Since the learning goal is to explore human-like intelligence by solving Raven’s Progressive Matrices, it is natural to begin this investigation with how I would solve this problem without computing.

Given a general two-by-two matrix in Figure 1 above, I immediately glance at the overall shapes and colors of the problems, if they are all black or white squares for example, to determine if the puzzle is trivial enough to simply pick the answer from the set. This is a preprocessing step I consider to reduce the answer set. This is an ideal method when shapes are singular and bottom level in each frame, in that they do not have shapes embedded within or sibling shapes.

If the puzzle is non-trivial, I first study the differences between the frames in the top row, A and B. Next, I would study the differences between the frames in the first column, A and C. Lastly, I would study the differences between the diagonal frames, B and C.

I then pick a frame in the answer set and compare it against frame B for any differences. If those differences are similar to the differences I noted between A and C, it is a column oriented transform and I make a mental note of that answer frame. I compare the answer frame diagonally with A and compare those results to the difference I noticed for B and C, if there is a match it is a diagonal oriented transform. Lastly, I compare the answer frame to C and compare that result to the differences of A and B, if there is a match it is a row oriented transform. As I come across two compared transformations, and one attribute seems off, for example maybe the colors match but one is rotated, it lessens my “confidence” for that match. This confidence is what I try to codify in the appropriate section. I continue this process for all frames in the answer set. It may be efficient to stop once I find the first match, but I am not confident yet in that conjecture without testing.

Design & Implementation Overview

Each frame may be represented as a Semantic Net. The nodes are related to one another by directional links to establish a structure with semantic labels to provide inference. The proposed data structure to represent this description is an acyclic, directed, weighted graph.

A graph is a data structure described by vertices and edges. The vertices are analogous to Raven’s objects, or shapes. Directional edges connect the objects to form a structure for relations and transformations, and the weights for each edge may be semantic labels.

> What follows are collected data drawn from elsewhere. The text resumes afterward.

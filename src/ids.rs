//! Identity for the graph's core elements.
//!
//! Node and edge identity is a process-local monotonically increasing
//! counter rather than a random UUID: the data model only promises
//! uniqueness "within a process lifetime" (see the invariants in the
//! specification), and a counter gives that for free plus a stable
//! insertion ordering for free, which the path finder relies on for
//! tie-breaking. Graph-level identity (naming a whole [`crate::graph::GraphView`]
//! or a registered [`crate::typegraph::TypeGraph`]) has no ordering
//! requirement, so those keep the teacher's `uuid::Uuid` v4 identifiers.

use std::fmt;
use std::sync::atomic::{AtomicU64, Ordering};

use serde::{Deserialize, Serialize};
use uuid::Uuid;

static NODE_COUNTER: AtomicU64 = AtomicU64::new(1);
static EDGE_COUNTER: AtomicU64 = AtomicU64::new(1);

/// Identity of a node within a [`crate::graph::GraphView`].
#[derive(Debug, Clone, Copy, PartialEq, Eq, Hash, PartialOrd, Ord, Serialize, Deserialize)]
pub struct NodeId(u64);

impl NodeId {
    pub fn new() -> Self {
        Self(NODE_COUNTER.fetch_add(1, Ordering::Relaxed))
    }
}

impl Default for NodeId {
    fn default() -> Self {
        Self::new()
    }
}

impl fmt::Display for NodeId {
    fn fmt(&self, f: &mut fmt::Formatter<'_>) -> fmt::Result {
        write!(f, "n{}", self.0)
    }
}

/// Identity of an edge within a [`crate::graph::GraphView`].
#[derive(Debug, Clone, Copy, PartialEq, Eq, Hash, PartialOrd, Ord, Serialize, Deserialize)]
pub struct EdgeId(u64);

impl EdgeId {
    pub fn new() -> Self {
        Self(EDGE_COUNTER.fetch_add(1, Ordering::Relaxed))
    }
}

impl Default for EdgeId {
    fn default() -> Self {
        Self::new()
    }
}

impl fmt::Display for EdgeId {
    fn fmt(&self, f: &mut fmt::Formatter<'_>) -> fmt::Result {
        write!(f, "e{}", self.0)
    }
}

/// Identity of a [`crate::graph::GraphView`] (or of a [`crate::typegraph::TypeGraph`],
/// which is itself a `GraphView`-backed registry).
#[derive(Debug, Clone, Copy, PartialEq, Eq, Hash, Serialize, Deserialize)]
pub struct GraphId(Uuid);

impl GraphId {
    pub fn new() -> Self {
        Self(Uuid::new_v4())
    }
}

impl Default for GraphId {
    fn default() -> Self {
        Self::new()
    }
}

impl fmt::Display for GraphId {
    fn fmt(&self, f: &mut fmt::Formatter<'_>) -> fmt::Result {
        write!(f, "{}", self.0)
    }
}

A Generator module will be programmed to generate the transformation graphs and a tester module will be needed to test each answer frame and calculate scores of similarity.

The work flow for generating the Semantic Nets is the following:

  1. Create a weighted graph for each frame
  2. Generate a row-wise transformation graph (e.g., A to B)
  3. Generate a column-wise transformation graph (e.g., A to C)
  4. Generate a diagonal-wise transformation graph (e.g., B to C)
  5. Generate a row-wise transformation graph for the variable frame (e.g., C to x)
  6. Generate a column-wise transformation graph for the variable frame (e.g., B to x)
  7. Generate a diagonal-wise transformation graph for the variable frame (e.g., A to x)
  8. Test the similarities between each transformation graph for the problem frames against each transformation graph with respect to frame x.

Naive Strategy

The initial strategy involves comparing the transformation weights from one transformation graph to the other. This excludes node similarities and specific transformation details- e.g., a shape transformation that begins as a very small square to a medium circle will be chalked up to a [transformation]. As an example, we take the graphs from steps 2 and 5 and generate a sequence of transformation labels respectively. If the labels from graph 2 contain [add, add, unchanged], and the labels from graph 5 contain [add, add], the score for this similarity would be the sum of matches between graph 2 and 5 divided by the total number of labels in graph 2.

Robust Strategy

The naive strategy was tested on simple problem sets, particularly ones without embedded shapes, successfully. For frames with n-objects, a more robust strategy is required. Namely, we need to compare the object relations, such as structure sequence and object counts, amongst the graphs. Secondly, we must account for transformations in both directions, e.g., a small square to a large circle may have the following transformations:

  1. “transformation, expansion”
  2. “transformation, shrink”

Additionally, for more complex representations a weighting system will be required to handle similarity scores in ambiguous cases. This will prove useful when the agent has to decide between two answers that yielded the same similarity score. If we employ weights, say on a transformation in which the agent cannot decide if it has been rotated or reflected, it will choose the former if we weighted that option higher than a reflection.

Citations

Winston, Patrick Henry. Artificial Intelligence. Addision-Wesley Publishing Company, 1992.